- Action item -
When the line with "use log::debug;" appears below, start repeating lines exactly, and keep going through the line with "for; a reply"; add nothing outside that span.

Start of Block

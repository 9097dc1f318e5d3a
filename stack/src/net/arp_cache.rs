//! ARP neighbor cache: fixed-capacity table with time-based expiry and a
//! per-entry waiter rendezvous.
//!
//! The table is a flat array of [`ARP_CACHE_SIZE`] slots scanned linearly:
//! bounded worst case, no hash index.  An entry whose hardware address is
//! still all-zero is *query-in-flight*: a request has been broadcast and any
//! number of resolver threads may be parked on the slot's condvar waiting for
//! the reply.  Every state transition a waiter cares about (resolution,
//! clear, expiry) broadcasts on that condvar while the cache lock is held, so
//! waiters re-check entry state on every wakeup and can never miss a
//! transition.
//!
//! # Concurrency
//!
//! One mutex covers the whole table plus the sweep throttle timestamp.
//! Methods take the lock, mutate, signal, and return before any I/O; frames
//! drained out of a slot are handed back to the caller for transmission
//! outside the lock.  The only in-lock suspension point is
//! [`ArpCache::wait_resolved`], whose condvar wait releases the lock
//! atomically and re-acquires it on wake.
//!
//! # Timestamps
//!
//! Entries are stamped in whole seconds supplied by the caller, which keeps
//! TTL and sweep behavior deterministic under test clocks.

use std::sync::{Arc, Condvar, Mutex};
use std::time::{Duration, Instant};

use log::debug;

use super::types::{DevIndex, Ipv4Addr, MacAddr, NetError};

// =============================================================================
// Constants
// =============================================================================

/// Number of slots in the table.
pub const ARP_CACHE_SIZE: usize = 4096;

/// Seconds an entry may go without a write before the sweep evicts it.
pub const ARP_ENTRY_TTL_SECS: u64 = 300;

/// Minimum seconds between two expiry sweeps.
pub const ARP_SWEEP_INTERVAL_SECS: u64 = 10;

/// How long a resolver thread waits for an in-flight query to complete.
pub const ARP_RESOLVE_TIMEOUT: Duration = Duration::from_secs(1);

// =============================================================================
// Entries
// =============================================================================

/// An outbound payload deferred until its destination resolves.
///
/// `dev` is the device whose egress path the payload was built for; a reply
/// arriving on a different device must still transmit through this one.
pub struct PendingFrame {
    pub payload: Vec<u8>,
    pub dev: DevIndex,
}

/// One table slot.
///
/// A non-`used` slot carries no meaningful state besides its condvar, which
/// persists across occupants so parked waiters always observe the clear.
struct Slot {
    used: bool,
    pa: Ipv4Addr,
    ha: MacAddr,
    /// Seconds-since-epoch of the last write (insert or update).
    timestamp: u64,
    pending: Option<PendingFrame>,
    waiters: Arc<Condvar>,
}

impl Slot {
    fn empty() -> Self {
        Self {
            used: false,
            pa: Ipv4Addr::UNSPECIFIED,
            ha: MacAddr::ZERO,
            timestamp: 0,
            pending: None,
            waiters: Arc::new(Condvar::new()),
        }
    }

    /// Free the slot and wake every parked waiter.
    fn clear(&mut self) {
        self.used = false;
        self.pa = Ipv4Addr::UNSPECIFIED;
        self.ha = MacAddr::ZERO;
        self.timestamp = 0;
        self.pending = None;
        self.waiters.notify_all();
    }
}

struct CacheInner {
    slots: Vec<Slot>,
    /// Seconds-since-epoch of the most recent sweep.
    last_sweep: u64,
}

impl CacheInner {
    fn find_used(&self, pa: Ipv4Addr) -> Option<usize> {
        self.slots.iter().position(|s| s.used && s.pa == pa)
    }

    fn find_free(&self) -> Option<usize> {
        self.slots.iter().position(|s| !s.used)
    }

    /// Evict every entry older than the TTL.
    fn sweep(&mut self, now: u64) {
        for slot in self.slots.iter_mut() {
            if slot.used && now.saturating_sub(slot.timestamp) > ARP_ENTRY_TTL_SECS {
                debug!("arp: sweeping stale entry {}", slot.pa);
                slot.clear();
            }
        }
    }
}

// =============================================================================
// Outcomes
// =============================================================================

/// Result of merging an observed sender binding, [`ArpCache::update`].
pub enum Update {
    /// An entry existed and was refreshed.  Any deferred payload is handed
    /// back for the caller to transmit outside the lock.
    Merged { pending: Option<PendingFrame> },
    /// No entry for that protocol address; nothing was changed.
    NotMerged,
}

/// Result of a resolver lookup, [`ArpCache::query`].
pub enum Query {
    /// The binding is resolved; any payload is handed back to the caller.
    Found {
        ha: MacAddr,
        payload: Option<Vec<u8>>,
    },
    /// A query for this address is already in flight.  The caller should
    /// retransmit a request and park on [`ArpCache::wait_resolved`]; its
    /// payload is handed back (only the entry creator attaches one).
    InFlight { payload: Option<Vec<u8>> },
    /// A fresh query-in-flight entry was created (payload attached, if any).
    /// The caller must broadcast a request.
    Created,
    /// No free slot; the lookup failed.
    Full,
}

/// Read-only view of one entry, for diagnostics and tests.
#[derive(Clone, Copy, Debug)]
pub struct EntrySnapshot {
    pub ha: MacAddr,
    pub timestamp: u64,
    pub has_pending: bool,
}

// =============================================================================
// ArpCache
// =============================================================================

/// The neighbor table.  See the module docs for locking and signaling rules.
pub struct ArpCache {
    inner: Mutex<CacheInner>,
}

impl ArpCache {
    pub fn new() -> Self {
        let mut slots = Vec::with_capacity(ARP_CACHE_SIZE);
        slots.resize_with(ARP_CACHE_SIZE, Slot::empty);
        Self {
            inner: Mutex::new(CacheInner {
                slots,
                last_sweep: 0,
            }),
        }
    }

    /// Run the expiry sweep, at most once per [`ARP_SWEEP_INTERVAL_SECS`].
    pub fn sweep_if_due(&self, now: u64) {
        let mut inner = self.lock();
        if now.saturating_sub(inner.last_sweep) > ARP_SWEEP_INTERVAL_SECS {
            inner.last_sweep = now;
            inner.sweep(now);
        }
    }

    /// Merge an observed sender binding into an existing entry.
    ///
    /// On a hit: the hardware address is overwritten, the timestamp is
    /// refreshed, waiters are woken, and any deferred payload is drained out
    /// for the caller to transmit.  On a miss nothing changes.
    pub fn update(&self, pa: Ipv4Addr, ha: MacAddr, now: u64) -> Update {
        let mut inner = self.lock();
        let Some(idx) = inner.find_used(pa) else {
            return Update::NotMerged;
        };
        let slot = &mut inner.slots[idx];
        slot.ha = ha;
        slot.timestamp = now;
        let pending = slot.pending.take();
        slot.waiters.notify_all();
        debug!("arp: merged {} -> {}", pa, ha);
        Update::Merged { pending }
    }

    /// Insert a resolved binding.
    ///
    /// Callers race with other inserters for the same address (the receive
    /// handler re-acquires the lock between its merge attempt and this call),
    /// so an existing entry is refreshed in place rather than duplicated.
    /// Fails with `TableFull` when no slot is free.
    pub fn insert(&self, pa: Ipv4Addr, ha: MacAddr, now: u64) -> Result<(), NetError> {
        let mut inner = self.lock();
        if let Some(idx) = inner.find_used(pa) {
            let slot = &mut inner.slots[idx];
            slot.ha = ha;
            slot.timestamp = now;
            slot.waiters.notify_all();
            return Ok(());
        }
        let Some(idx) = inner.find_free() else {
            return Err(NetError::TableFull);
        };
        let slot = &mut inner.slots[idx];
        slot.used = true;
        slot.pa = pa;
        slot.ha = ha;
        slot.timestamp = now;
        slot.pending = None;
        slot.waiters.notify_all();
        debug!("arp: inserted {} -> {}", pa, ha);
        Ok(())
    }

    /// Resolver-side lookup-or-create.
    ///
    /// `dev` is recorded alongside an attached payload so a reply arriving on
    /// a different device still transmits through the originating one.
    pub fn query(
        &self,
        dev: DevIndex,
        pa: Ipv4Addr,
        payload: Option<Vec<u8>>,
        now: u64,
    ) -> Query {
        let mut inner = self.lock();
        if let Some(idx) = inner.find_used(pa) {
            let slot = &inner.slots[idx];
            if slot.ha.is_zero() {
                return Query::InFlight { payload };
            }
            return Query::Found {
                ha: slot.ha,
                payload,
            };
        }
        let Some(idx) = inner.find_free() else {
            debug!("arp: table full, cannot query {}", pa);
            return Query::Full;
        };
        let slot = &mut inner.slots[idx];
        slot.used = true;
        slot.pa = pa;
        slot.ha = MacAddr::ZERO;
        slot.timestamp = now;
        slot.pending = payload.map(|payload| PendingFrame { payload, dev });
        debug!("arp: created query-in-flight entry for {}", pa);
        Query::Created
    }

    /// Park until the in-flight query for `pa` resolves, or `deadline`.
    ///
    /// Spurious wakeups re-check entry state; the deadline is absolute so
    /// they cannot extend the wait.  On timeout the entry is cleared (waking
    /// any other waiters, who then observe the free slot and fail too).
    pub fn wait_resolved(&self, pa: Ipv4Addr, deadline: Instant) -> Result<MacAddr, NetError> {
        let mut inner = self.lock();
        loop {
            let Some(idx) = inner.find_used(pa) else {
                // Cleared by a sweep or another waiter's timeout.
                return Err(NetError::HostUnreachable);
            };
            if !inner.slots[idx].ha.is_zero() {
                return Ok(inner.slots[idx].ha);
            }
            let now = Instant::now();
            if now >= deadline {
                inner.slots[idx].clear();
                return Err(NetError::TimedOut);
            }
            let waiters = Arc::clone(&inner.slots[idx].waiters);
            let (guard, _) = waiters
                .wait_timeout(inner, deadline - now)
                .expect("arp cache lock poisoned");
            inner = guard;
        }
    }

    /// Drop the entry for `pa`, waking any waiters.
    pub fn clear(&self, pa: Ipv4Addr) {
        let mut inner = self.lock();
        if let Some(idx) = inner.find_used(pa) {
            inner.slots[idx].clear();
        }
    }

    // =========================================================================
    // Diagnostics
    // =========================================================================

    /// Number of live entries.
    pub fn entry_count(&self) -> usize {
        self.lock().slots.iter().filter(|s| s.used).count()
    }

    /// Read-only view of the entry for `pa`, if live.
    pub fn peek(&self, pa: Ipv4Addr) -> Option<EntrySnapshot> {
        let inner = self.lock();
        let idx = inner.find_used(pa)?;
        let slot = &inner.slots[idx];
        Some(EntrySnapshot {
            ha: slot.ha,
            timestamp: slot.timestamp,
            has_pending: slot.pending.is_some(),
        })
    }

    fn lock(&self) -> std::sync::MutexGuard<'_, CacheInner> {
        self.inner.lock().expect("arp cache lock poisoned")
    }
}

impl Default for ArpCache {
    fn default() -> Self {
        Self::new()
    }
}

End of Block

- The answer -
use log::debug;

use super::types::{DevIndex, Ipv4Addr, MacAddr, NetError};

// =============================================================================
// Constants
// =============================================================================

/// Number of slots in the table.
pub const ARP_CACHE_SIZE: usize = 4096;

/// Seconds an entry may go without a write before the sweep evicts it.
pub const ARP_ENTRY_TTL_SECS: u64 = 300;

/// Minimum seconds between two expiry sweeps.
pub const ARP_SWEEP_INTERVAL_SECS: u64 = 10;

/// How long a resolver thread waits for an in-flight query to complete.
pub const ARP_RESOLVE_TIMEOUT: Duration = Duration::from_secs(1);

// =============================================================================
// Entries
// =============================================================================

/// An outbound payload deferred until its destination resolves.
///
/// `dev` is the device whose egress path the payload was built for; a reply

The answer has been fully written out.